The decision was made this past week by the 700-member club’s new Board of Directors, now headed by President Denis Conlon, a retired business executive from Philadelphia, who had previously served two terms as board president prior to the Covid pandemic.
Covid has played havoc with the game of bridge all over the country and the world, and has seriously depressed attendance at brick-and-mortar bridge clubs – including the one in Vero – as well as tournaments. The rise of online bridge during the pandemic has added to the challenge.
“We don’t want to be one of the many clubs that will not survive,” Conlon said in reference to the fact that almost half the clubs registered with the American Contract Bridge League (ACBL) before the pandemic have not reopened and probably never will.
“We are not in any danger of closing. This move is designed to assure our future for years to come,” Conlon said.
In a message to the membership, Conlon said the club at present is using less than half of its 20,000-square-foot space and will try to sell the north half of the building located at 1520 14th Ave.
The club would keep the south side of the building, with the main playing area, the men’s and women’s bathrooms and the kitchen, plus sufficient parking to accommodate all interested players.
“A new owner for the north side would do their own improvements,” Conlon said. “Let’s hope the real estate market stays hot and we achieve a high-end sale that will help assure our future for years to come.”
The bridge club moved from rented space to its present location in 1995, and until the Covid pandemic hit and forced the facility to temporarily close in March of 2020, the club had steadily grown every year until it had become the fourth largest in the country by table count.
The club still carries a small mortgage on the building because of an expensive roof repair several years ago with serious cost overruns.
Coincidentally, the bridge club also hired two new managers at the beginning of the year, the married couple of George and Jan Weber, who moved here at the beginning of the pandemic from North Jersey, where they ran bridge clubs and directed games at some of the biggest clubs in the country.
The Webers are tasked with trying to increase game attendance with new imaginative game formats and by recruiting new members through intensive education programs to teach bridge to new and existing residents.
Even in the club’s heyday, when it might draw 75 tables of bridge in a single day in the high winter season, the club never used all of the space in the building. An unused storage space – part of the building that will go up for sale – still has some old bowling equipment from the days when the facility housed the former Diamond Lanes bowling alley.
The bridge club recently launched a one-time fundraising drive with members, which Conlon said is ongoing and has been very successful, getting 20 percent of its members to make contributions. But Conlon said the sale of the unused space was still necessary to reduce operating costs and put the club on a solid financial footing.
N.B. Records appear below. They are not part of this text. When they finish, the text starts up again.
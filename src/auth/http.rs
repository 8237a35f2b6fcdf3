use super::{AuthError, AuthProvider, AuthUser, SessionStatus, SignInOutcome, SignUpAttributes};
use crate::api::{ApiClient, ApiError, ApiErrorKind};
use crate::storage::{PreferenceStore, TOKEN_KEY};
use async_trait::async_trait;
use reqwest::Method;
use serde::{Deserialize, Serialize};
use std::sync::Arc;

#[derive(Serialize, Clone, Debug)]
#[serde(rename_all = "camelCase")]
pub(crate) struct SignUpRequest<'a> {
    pub identity: &'a str,
    pub secret: &'a str,
    pub attributes: &'a SignUpAttributes,
}

#[derive(Serialize, Clone, Debug)]
#[serde(rename_all = "camelCase")]
pub(crate) struct ConfirmSignUpRequest<'a> {
    pub identity: &'a str,
    pub code: &'a str,
}

#[derive(Serialize, Clone, Debug)]
#[serde(rename_all = "camelCase")]
pub(crate) struct SignInRequest<'a> {
    pub identity: &'a str,
    pub secret: &'a str,
}

#[derive(Deserialize, Clone, Debug, Default)]
#[serde(rename_all = "camelCase")]
pub(crate) struct SignInResponse {
    #[serde(default)]
    pub token: Option<String>,
    /// Absent on older servers; a returned token then means signed in.
    #[serde(default)]
    pub is_signed_in: Option<bool>,
}

impl SignInResponse {
    fn outcome(&self) -> SignInOutcome {
        SignInOutcome {
            is_signed_in: self.is_signed_in.unwrap_or(self.token.is_some()),
        }
    }
}

impl From<ApiError> for AuthError {
    fn from(e: ApiError) -> Self {
        AuthError::new(e.message)
    }
}

/// Identity provider reached over the same HTTP origin as the notes API.
///
/// Shares its [`AccessToken`](crate::api::AccessToken) with the notes client,
/// so a successful sign-in authorizes note requests immediately.
#[derive(Clone)]
pub struct HttpAuthProvider {
    client: ApiClient,
    prefs: Option<Arc<dyn PreferenceStore>>,
}

impl HttpAuthProvider {
    pub fn new(client: ApiClient) -> Self {
        Self {
            client,
            prefs: None,
        }
    }

    /// Persist the access token in `prefs`, restoring one saved by an
    /// earlier run.
    pub fn with_token_store(mut self, prefs: Arc<dyn PreferenceStore>) -> Self {
        if let Some(token) = prefs.get_item(TOKEN_KEY).filter(|t| !t.is_empty()) {
            tracing::debug!("Restored persisted access token");
            self.client.set_token(token);
        }
        self.prefs = Some(prefs);
        self
    }

    pub fn client(&self) -> &ApiClient {
        &self.client
    }

    fn save_token(&self, token: &str) {
        self.client.set_token(token);
        if let Some(prefs) = &self.prefs {
            if let Err(e) = prefs.set_item(TOKEN_KEY, token) {
                tracing::warn!(error = %e, "Failed to persist access token");
            }
        }
    }

    fn forget_token(&self) {
        self.client.token().clear();
        if let Some(prefs) = &self.prefs {
            if let Err(e) = prefs.remove_item(TOKEN_KEY) {
                tracing::warn!(error = %e, "Failed to remove persisted access token");
            }
        }
    }
}

#[async_trait]
impl AuthProvider for HttpAuthProvider {
    async fn sign_up(
        &self,
        identity: &str,
        secret: &str,
        attributes: &SignUpAttributes,
    ) -> Result<(), AuthError> {
        let body = SignUpRequest {
            identity,
            secret,
            attributes,
        };
        self.client
            .send_json(Method::POST, "/auth/sign-up", &body, "Sign up")
            .await?;
        Ok(())
    }

    async fn confirm_sign_up(&self, identity: &str, code: &str) -> Result<(), AuthError> {
        let body = ConfirmSignUpRequest { identity, code };
        self.client
            .send_json(Method::POST, "/auth/confirm-sign-up", &body, "Confirm sign-up")
            .await?;
        Ok(())
    }

    async fn sign_in(&self, identity: &str, secret: &str) -> Result<SignInOutcome, AuthError> {
        let body = SignInRequest { identity, secret };
        let res: SignInResponse = self
            .client
            .fetch_json(Method::POST, "/auth/sign-in", Some(&body), "Sign in")
            .await
            .map_err(|e| match e.kind {
                ApiErrorKind::Unauthorized => AuthError::new("Incorrect username or password"),
                _ => AuthError::from(e),
            })?;

        let outcome = res.outcome();
        match res.token.as_deref() {
            Some(token) if outcome.is_signed_in => self.save_token(token),
            _ => self.forget_token(),
        }
        Ok(outcome)
    }

    async fn sign_out(&self) -> Result<(), AuthError> {
        if !self.client.is_authenticated() {
            self.forget_token();
            return Ok(());
        }

        let result = self
            .client
            .send_json(Method::POST, "/auth/sign-out", &(), "Sign out")
            .await;
        self.forget_token();
        result.map_err(AuthError::from)
    }

    async fn fetch_session(&self) -> Result<SessionStatus, AuthError> {
        if !self.client.is_authenticated() {
            return Ok(SessionStatus {
                is_signed_in: false,
            });
        }

        match self
            .client
            .fetch_json::<SessionStatus, ()>(Method::GET, "/auth/session", None, "Fetch session")
            .await
        {
            Ok(status) => {
                if !status.is_signed_in {
                    self.forget_token();
                }
                Ok(status)
            }
            Err(e) if e.kind == ApiErrorKind::Unauthorized => {
                self.forget_token();
                Ok(SessionStatus {
                    is_signed_in: false,
                })
            }
            Err(e) => Err(e.into()),
        }
    }

    async fn current_user(&self) -> Result<AuthUser, AuthError> {
        let user = self
            .client
            .fetch_json::<AuthUser, ()>(Method::GET, "/auth/me", None, "Current user")
            .await?;
        Ok(user)
    }
}
//! Authentication gate in front of the note collection.

pub mod http;
pub mod validation;

use crate::error::{ClientError, ClientResult};
use crate::state::{NotesCoordinator, Session};
use crate::storage::{self, PreferenceStore, StorageError};
use crate::util;
use async_trait::async_trait;
use serde::{Deserialize, Serialize};
use std::collections::BTreeMap;
use std::sync::Arc;

pub use http::HttpAuthProvider;

/// Rejection reported by the identity provider, surfaced verbatim.
#[derive(Clone, Debug, PartialEq, Eq, thiserror::Error)]
#[error("{message}")]
pub struct AuthError {
    pub message: String,
}

impl AuthError {
    pub fn new(message: impl Into<String>) -> Self {
        Self {
            message: message.into(),
        }
    }
}

pub type SignUpAttributes = BTreeMap<String, String>;

#[derive(Serialize, Deserialize, Clone, Copy, Debug, PartialEq, Eq)]
#[serde(rename_all = "camelCase")]
pub struct SignInOutcome {
    pub is_signed_in: bool,
}

#[derive(Serialize, Deserialize, Clone, Copy, Debug, PartialEq, Eq)]
#[serde(rename_all = "camelCase")]
pub struct SessionStatus {
    pub is_signed_in: bool,
}

#[derive(Serialize, Deserialize, Clone, Debug, PartialEq, Eq)]
pub struct AuthUser {
    pub identity: String,
}

/// External identity provider: account creation, verification and session
/// issuance.
#[async_trait]
pub trait AuthProvider: Send + Sync {
    async fn sign_up(
        &self,
        identity: &str,
        secret: &str,
        attributes: &SignUpAttributes,
    ) -> Result<(), AuthError>;
    async fn confirm_sign_up(&self, identity: &str, code: &str) -> Result<(), AuthError>;
    async fn sign_in(&self, identity: &str, secret: &str) -> Result<SignInOutcome, AuthError>;
    async fn sign_out(&self) -> Result<(), AuthError>;
    async fn fetch_session(&self) -> Result<SessionStatus, AuthError>;
    async fn current_user(&self) -> Result<AuthUser, AuthError>;
}

/// Drives the session through `SignedOut -> Authenticating -> SignedIn` and
/// back, loading notes on entry and dropping them on exit.
#[derive(Clone)]
pub struct AuthSession {
    provider: Arc<dyn AuthProvider>,
    notes: NotesCoordinator,
    prefs: Arc<dyn PreferenceStore>,
}

impl AuthSession {
    pub fn new(
        provider: Arc<dyn AuthProvider>,
        notes: NotesCoordinator,
        prefs: Arc<dyn PreferenceStore>,
    ) -> Self {
        Self {
            provider,
            notes,
            prefs,
        }
    }

    pub fn session(&self) -> &Session {
        self.notes.session()
    }

    pub fn notes(&self) -> &NotesCoordinator {
        &self.notes
    }

    fn fail<T>(&self, err: impl Into<ClientError>) -> ClientResult<T> {
        let err = err.into();
        self.session().record_error(&err);
        Err(err)
    }

    /// Request a new account. Does not sign in.
    pub async fn sign_up(&self, identity: &str, secret: &str) -> ClientResult<()> {
        let session = self.session();
        let _busy = session.begin_busy();
        session.clear_error();

        let attributes = SignUpAttributes::from([("email".to_string(), identity.to_string())]);
        match self.provider.sign_up(identity, secret, &attributes).await {
            Ok(()) => {
                tracing::info!(identity = %identity, "Sign-up requested");
                Ok(())
            }
            Err(e) => self.fail(e),
        }
    }

    pub async fn confirm_sign_up(&self, identity: &str, code: &str) -> ClientResult<()> {
        let session = self.session();
        let _busy = session.begin_busy();
        session.clear_error();

        match self.provider.confirm_sign_up(identity, code).await {
            Ok(()) => {
                tracing::info!(identity = %identity, "Sign-up confirmed");
                Ok(())
            }
            Err(e) => self.fail(e),
        }
    }

    /// Sign in and load the caller's notes.
    ///
    /// Completes only after the note list has been fetched. A failed load
    /// leaves the caller signed in, with the load error recorded.
    pub async fn sign_in(&self, identity: &str, secret: &str) -> ClientResult<()> {
        let session = self.session();
        let _busy = session.begin_busy();
        session.clear_error();

        let was_signed_in = session.is_signed_in();
        session.set_authenticating();

        let err = match self.provider.sign_in(identity, secret).await {
            Ok(outcome) if outcome.is_signed_in => {
                self.establish(identity).await;
                tracing::info!(identity = %identity, "Signed in");
                return Ok(());
            }
            Ok(_) => AuthError::new("Sign-in is not complete; confirm the account first"),
            Err(e) => e,
        };

        if !was_signed_in {
            session.reset_signed_out();
        }
        self.fail(err)
    }

    /// Sign out and forget every cached note.
    ///
    /// Local state is reset even when the provider call fails; the failure
    /// is still reported.
    pub async fn sign_out(&self) -> ClientResult<()> {
        let session = self.session();
        let _busy = session.begin_busy();
        session.clear_error();

        let result = self.provider.sign_out().await;

        session.reset_signed_out();
        self.notes.clear();

        match result {
            Ok(()) => {
                tracing::info!("Signed out");
                Ok(())
            }
            Err(e) => self.fail(e),
        }
    }

    /// Restore an existing provider session at startup.
    ///
    /// Never fails: any provider error resolves to signed out. Returns
    /// whether a session was restored.
    pub async fn check_session(&self) -> bool {
        let session = self.session();
        let _busy = session.begin_busy();
        session.clear_error();
        session.set_authenticating();

        match self.restorable_identity().await {
            Some(identity) => {
                self.establish(&identity).await;
                tracing::info!(identity = %identity, "Session restored");
                true
            }
            None => {
                session.reset_signed_out();
                self.notes.clear();
                false
            }
        }
    }

    async fn restorable_identity(&self) -> Option<String> {
        match self.provider.fetch_session().await {
            Ok(status) if status.is_signed_in => {}
            Ok(_) => return None,
            Err(e) => {
                tracing::warn!(error = %e, "Session check failed");
                return None;
            }
        }

        match self.provider.current_user().await {
            Ok(user) if !user.identity.trim().is_empty() => Some(user.identity),
            Ok(_) => None,
            Err(e) => {
                tracing::warn!(error = %e, "Current user lookup failed");
                None
            }
        }
    }

    async fn establish(&self, identity: &str) {
        let display_name = self.resolve_display_name(identity);
        self.session().mark_signed_in(identity, display_name);

        if let Err(e) = self.notes.list().await {
            tracing::warn!(error = %e, "Initial note load failed");
        }
    }

    fn resolve_display_name(&self, identity: &str) -> String {
        storage::load_display_name(self.prefs.as_ref())
            .unwrap_or_else(|| util::display_name_from_identity(identity))
    }

    /// Persist a user-chosen display name. Blank names are ignored and
    /// return `Ok(false)`.
    pub fn save_display_name(&self, name: &str) -> Result<bool, StorageError> {
        match storage::save_display_name(self.prefs.as_ref(), name)? {
            Some(saved) => {
                self.session().set_display_name(saved);
                Ok(true)
            }
            None => Ok(false),
        }
    }

    pub fn initials(&self) -> String {
        util::initials(&self.session().display_name())
    }
}
//! Credential format checks used by sign-up and sign-in forms.
//!
//! The identity provider stays the authority; these only catch obvious typos
//! before a round trip.

use regex::Regex;
use std::sync::LazyLock;

pub const MIN_PASSWORD_CHARS: usize = 8;

pub const EMAIL_PATTERN: &str = r"^[A-Za-z0-9._%+-]+@[A-Za-z0-9.-]+\.[A-Za-z]{2,}$";

static EMAIL_RE: LazyLock<Regex> =
    LazyLock::new(|| Regex::new(EMAIL_PATTERN).expect("valid regex"));

pub fn is_valid_email(s: &str) -> bool {
    EMAIL_RE.is_match(s)
}

pub fn is_valid_password(s: &str) -> bool {
    s.chars().count() >= MIN_PASSWORD_CHARS
}

/// Exactly six ASCII digits.
pub fn is_valid_confirmation_code(s: &str) -> bool {
    s.len() == 6 && s.bytes().all(|b| b.is_ascii_digit())
}
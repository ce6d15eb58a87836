use std::backtrace::Backtrace;
pub type Result<T, E = Error> = core::result::Result<T, E>;

#[derive(Debug, thiserror::Error)]
pub enum SolverError {
    #[error("constraint scope must name at least one variable")]
    EmptyScope,
    #[error("scope {scope} references variable {variable}, but only {variable_count} variables were declared")]
    ScopeVariableOutOfRange {
        scope: String,
        variable: usize,
        variable_count: usize,
    },
    #[error("unary filter references variable {variable}, but only {variable_count} variables were declared")]
    FilterVariableOutOfRange {
        variable: usize,
        variable_count: usize,
    },
    #[error("scope {scope} is already registered")]
    DuplicateScope { scope: String },
}

#[derive(Debug, thiserror::Error)]
pub enum Error {
    #[error("Inner: {inner}\n{backtrace}")]
    Inner {
        inner: Box<SolverError>,
        backtrace: Box<Backtrace>,
    },
}

impl From<SolverError> for Error {
    fn from(inner: SolverError) -> Self {
        Error::Inner {
            inner: Box::new(inner),
            backtrace: Box::new(std::backtrace::Backtrace::capture()),
        }
    }
}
The club does not have a specific target figure in mind for the sale of half the building, but Conlon noted in his message to the membership that a smaller building in the area recently sold for $200 per square foot. The Board of Directors will still have to approve any final contract.
Rumors had been swirling for some time that the club was considering the sale of all or part of its building, and the club had also offered some space to other tenants, like Mah Jongg game directors, but those feelers did not lead anywhere.
The Conlon announcement ends that speculation and sets the record straight as to what the club will and will not do – it will stay right where it is and has been for the past 28 years.